Reading through the lines below, count those that include the string "unlock"; the answer is that number and nothing else.

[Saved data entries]
------

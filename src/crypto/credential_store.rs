//! Secure credential stores
//!
//! The master key lives in a credential store addressed by a
//! (service, account) pair, the same shape as the platform keychains.
//! `save` adds a new entry and refuses to overwrite one; callers that want to
//! replace an entry delete it first.

use std::collections::{BTreeMap, HashMap};
use std::path::PathBuf;

use aes_gcm::{
    aead::{rand_core::RngCore, Aead, KeyInit, OsRng, Payload},
    Aes256Gcm, Nonce,
};
use base64::{engine::general_purpose::STANDARD, Engine};
use parking_lot::Mutex;
use serde::{Deserialize, Serialize};
use tracing::debug;

use super::key_derivation::{derive_key, DerivedKey, KeyDerivationParams};
use crate::error::KeyStoreError;
use crate::storage::file_io::{read_json, write_json_atomic};

/// A store for small secrets addressed by (service, account)
pub trait CredentialStore: Send + Sync {
    /// Load the secret, or `None` if no entry exists
    fn load(&self, service: &str, account: &str) -> Result<Option<Vec<u8>>, KeyStoreError>;

    /// Add a new entry; fails with `DUPLICATE_ITEM` if one already exists
    fn save(&self, service: &str, account: &str, secret: &[u8]) -> Result<(), KeyStoreError>;

    /// Remove the entry; removing a missing entry succeeds
    fn delete(&self, service: &str, account: &str) -> Result<(), KeyStoreError>;
}

fn entry_name(service: &str, account: &str) -> String {
    format!("{}/{}", service, account)
}

/// In-process credential store
///
/// Nothing survives the process; intended for tests and for embedders that
/// bridge to a platform keychain themselves.
#[derive(Default)]
pub struct MemoryCredentialStore {
    entries: Mutex<HashMap<String, Vec<u8>>>,
}

impl MemoryCredentialStore {
    pub fn new() -> Self {
        Self::default()
    }

    /// Number of stored entries
    pub fn len(&self) -> usize {
        self.entries.lock().len()
    }

    pub fn is_empty(&self) -> bool {
        self.entries.lock().is_empty()
    }
}

impl CredentialStore for MemoryCredentialStore {
    fn load(&self, service: &str, account: &str) -> Result<Option<Vec<u8>>, KeyStoreError> {
        Ok(self.entries.lock().get(&entry_name(service, account)).cloned())
    }

    fn save(&self, service: &str, account: &str, secret: &[u8]) -> Result<(), KeyStoreError> {
        let mut entries = self.entries.lock();
        let name = entry_name(service, account);
        if entries.contains_key(&name) {
            return Err(KeyStoreError::new(
                KeyStoreError::DUPLICATE_ITEM,
                format!("An entry for {} already exists", name),
            ));
        }
        entries.insert(name, secret.to_vec());
        Ok(())
    }

    fn delete(&self, service: &str, account: &str) -> Result<(), KeyStoreError> {
        self.entries.lock().remove(&entry_name(service, account));
        Ok(())
    }
}

/// Plaintext sealed with the store key to detect a wrong passphrase
const VERIFIER_PLAINTEXT: &[u8] = b"flowkey-credentials-v1";
const NONCE_SIZE: usize = 12;

/// On-disk layout of the passphrase credential store
#[derive(Debug, Default, Serialize, Deserialize)]
struct CredentialFile {
    kdf: Option<KeyDerivationParams>,
    verifier: String,
    entries: BTreeMap<String, String>,
}

/// File-backed credential store sealed under a passphrase
///
/// Entries are AES-256-GCM encrypted with an Argon2id key derived from the
/// passphrase; the entry name is bound as associated data so sealed values
/// cannot be swapped between entries.
pub struct PassphraseCredentialStore {
    path: PathBuf,
    key: DerivedKey,
    lock: Mutex<()>,
}

impl PassphraseCredentialStore {
    /// Open the store at `path`, creating it with `new_params` if absent
    ///
    /// Fails with `AUTH_FAILED` if the passphrase does not unlock an
    /// existing store.
    pub fn open(
        path: PathBuf,
        passphrase: &str,
        new_params: KeyDerivationParams,
    ) -> Result<Self, KeyStoreError> {
        let existing: CredentialFile = read_json(&path)
            .map_err(|e| KeyStoreError::io(format!("Failed to read credential store: {}", e)))?;

        let derive = |params: &KeyDerivationParams| {
            derive_key(passphrase, params)
                .map_err(|e| KeyStoreError::new(KeyStoreError::DECODE_FAILED, e.to_string()))
        };

        match existing.kdf {
            Some(ref params) => {
                let key = derive(params)?;
                let verified = open_sealed(&key, "verifier", &existing.verifier)
                    .map(|plain| plain == VERIFIER_PLAINTEXT)
                    .unwrap_or(false);
                if !verified {
                    return Err(KeyStoreError::new(
                        KeyStoreError::AUTH_FAILED,
                        "Passphrase does not unlock the credential store",
                    ));
                }
                Ok(Self {
                    path,
                    key,
                    lock: Mutex::new(()),
                })
            }
            None => {
                let key = derive(&new_params)?;
                let file = CredentialFile {
                    verifier: seal(&key, "verifier", VERIFIER_PLAINTEXT)?,
                    kdf: Some(new_params),
                    entries: BTreeMap::new(),
                };
                write_json_atomic(&path, &file).map_err(|e| {
                    KeyStoreError::io(format!("Failed to create credential store: {}", e))
                })?;
                debug!(path = %path.display(), "created passphrase credential store");
                Ok(Self {
                    path,
                    key,
                    lock: Mutex::new(()),
                })
            }
        }
    }

    fn read_file(&self) -> Result<CredentialFile, KeyStoreError> {
        read_json(&self.path)
            .map_err(|e| KeyStoreError::io(format!("Failed to read credential store: {}", e)))
    }

    fn write_file(&self, file: &CredentialFile) -> Result<(), KeyStoreError> {
        write_json_atomic(&self.path, file)
            .map_err(|e| KeyStoreError::io(format!("Failed to write credential store: {}", e)))
    }
}

impl CredentialStore for PassphraseCredentialStore {
    fn load(&self, service: &str, account: &str) -> Result<Option<Vec<u8>>, KeyStoreError> {
        let _guard = self.lock.lock();
        let name = entry_name(service, account);
        match self.read_file()?.entries.get(&name) {
            Some(sealed) => open_sealed(&self.key, &name, sealed).map(Some),
            None => Ok(None),
        }
    }

    fn save(&self, service: &str, account: &str, secret: &[u8]) -> Result<(), KeyStoreError> {
        let _guard = self.lock.lock();
        let name = entry_name(service, account);
        let mut file = self.read_file()?;
        if file.entries.contains_key(&name) {
            return Err(KeyStoreError::new(
                KeyStoreError::DUPLICATE_ITEM,
                format!("An entry for {} already exists", name),
            ));
        }
        let sealed = seal(&self.key, &name, secret)?;
        file.entries.insert(name, sealed);
        self.write_file(&file)
    }

    fn delete(&self, service: &str, account: &str) -> Result<(), KeyStoreError> {
        let _guard = self.lock.lock();
        let mut file = self.read_file()?;
        if file.entries.remove(&entry_name(service, account)).is_some() {
            self.write_file(&file)?;
        }
        Ok(())
    }
}

fn seal(key: &DerivedKey, name: &str, plaintext: &[u8]) -> Result<String, KeyStoreError> {
    let cipher = Aes256Gcm::new_from_slice(key.as_bytes())
        .map_err(|e| KeyStoreError::new(KeyStoreError::DECODE_FAILED, e.to_string()))?;

    let mut nonce_bytes = [0u8; NONCE_SIZE];
    OsRng.fill_bytes(&mut nonce_bytes);

    let ciphertext = cipher
        .encrypt(
            Nonce::from_slice(&nonce_bytes),
            Payload {
                msg: plaintext,
                aad: name.as_bytes(),
            },
        )
        .map_err(|_| KeyStoreError::new(KeyStoreError::DECODE_FAILED, "Failed to seal entry"))?;

    let mut blob = nonce_bytes.to_vec();
    blob.extend_from_slice(&ciphertext);
    Ok(STANDARD.encode(blob))
}

fn open_sealed(key: &DerivedKey, name: &str, sealed: &str) -> Result<Vec<u8>, KeyStoreError> {
    let decode_failed = |msg: &str| KeyStoreError::new(KeyStoreError::DECODE_FAILED, msg);

    let blob = STANDARD
        .decode(sealed)
        .map_err(|_| decode_failed("Sealed entry is not valid base64"))?;
    if blob.len() < NONCE_SIZE {
        return Err(decode_failed("Sealed entry is truncated"));
    }
    let (nonce, ciphertext) = blob.split_at(NONCE_SIZE);

    let cipher = Aes256Gcm::new_from_slice(key.as_bytes())
        .map_err(|e| decode_failed(&e.to_string()))?;
    cipher
        .decrypt(
            Nonce::from_slice(nonce),
            Payload {
                msg: ciphertext,
                aad: name.as_bytes(),
            },
        )
        .map_err(|_| {
            KeyStoreError::new(KeyStoreError::AUTH_FAILED, "Sealed entry failed authentication")
        })
}

#[cfg(test)]
mod tests {
    use super::*;
    use tempfile::TempDir;

    #[test]
    fn test_memory_store_save_load_delete() {
        let store = MemoryCredentialStore::new();
        assert!(store.load("svc", "acct").unwrap().is_none());

        store.save("svc", "acct", b"secret").unwrap();
        assert_eq!(store.load("svc", "acct").unwrap().unwrap(), b"secret");

        store.delete("svc", "acct").unwrap();
        assert!(store.load("svc", "acct").unwrap().is_none());
        store.delete("svc", "acct").unwrap();
    }

    #[test]
    fn test_memory_store_rejects_duplicate() {
        let store = MemoryCredentialStore::new();
        store.save("svc", "acct", b"one").unwrap();

        let err = store.save("svc", "acct", b"two").unwrap_err();
        assert_eq!(err.status, KeyStoreError::DUPLICATE_ITEM);
        assert_eq!(store.load("svc", "acct").unwrap().unwrap(), b"one");
    }

    #[test]
    fn test_passphrase_store_persists_across_opens() {
        let temp_dir = TempDir::new().unwrap();
        let path = temp_dir.path().join("credentials.json");

        {
            let store =
                PassphraseCredentialStore::open(path.clone(), "pw", KeyDerivationParams::light())
                    .unwrap();
            store.save("svc", "acct", b"master-key-bytes").unwrap();
        }

        let store =
            PassphraseCredentialStore::open(path.clone(), "pw", KeyDerivationParams::light())
                .unwrap();
        assert_eq!(
            store.load("svc", "acct").unwrap().unwrap(),
            b"master-key-bytes"
        );

        let raw = std::fs::read_to_string(&path).unwrap();
        assert!(!raw.contains("master-key-bytes"));
    }

    #[test]
    fn test_passphrase_store_wrong_passphrase() {
        let temp_dir = TempDir::new().unwrap();
        let path = temp_dir.path().join("credentials.json");

        PassphraseCredentialStore::open(path.clone(), "right", KeyDerivationParams::light())
            .unwrap();

        let err = PassphraseCredentialStore::open(path, "wrong", KeyDerivationParams::light())
            .err()
            .unwrap();
        assert_eq!(err.status, KeyStoreError::AUTH_FAILED);
    }

    #[test]
    fn test_passphrase_store_delete_then_save() {
        let temp_dir = TempDir::new().unwrap();
        let store = PassphraseCredentialStore::open(
            temp_dir.path().join("credentials.json"),
            "pw",
            KeyDerivationParams::light(),
        )
        .unwrap();

        store.save("svc", "acct", b"old").unwrap();
        assert_eq!(
            store.save("svc", "acct", b"new").unwrap_err().status,
            KeyStoreError::DUPLICATE_ITEM
        );

        store.delete("svc", "acct").unwrap();
        store.save("svc", "acct", b"new").unwrap();
        assert_eq!(store.load("svc", "acct").unwrap().unwrap(), b"new");
    }
}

------

Exercise result - 2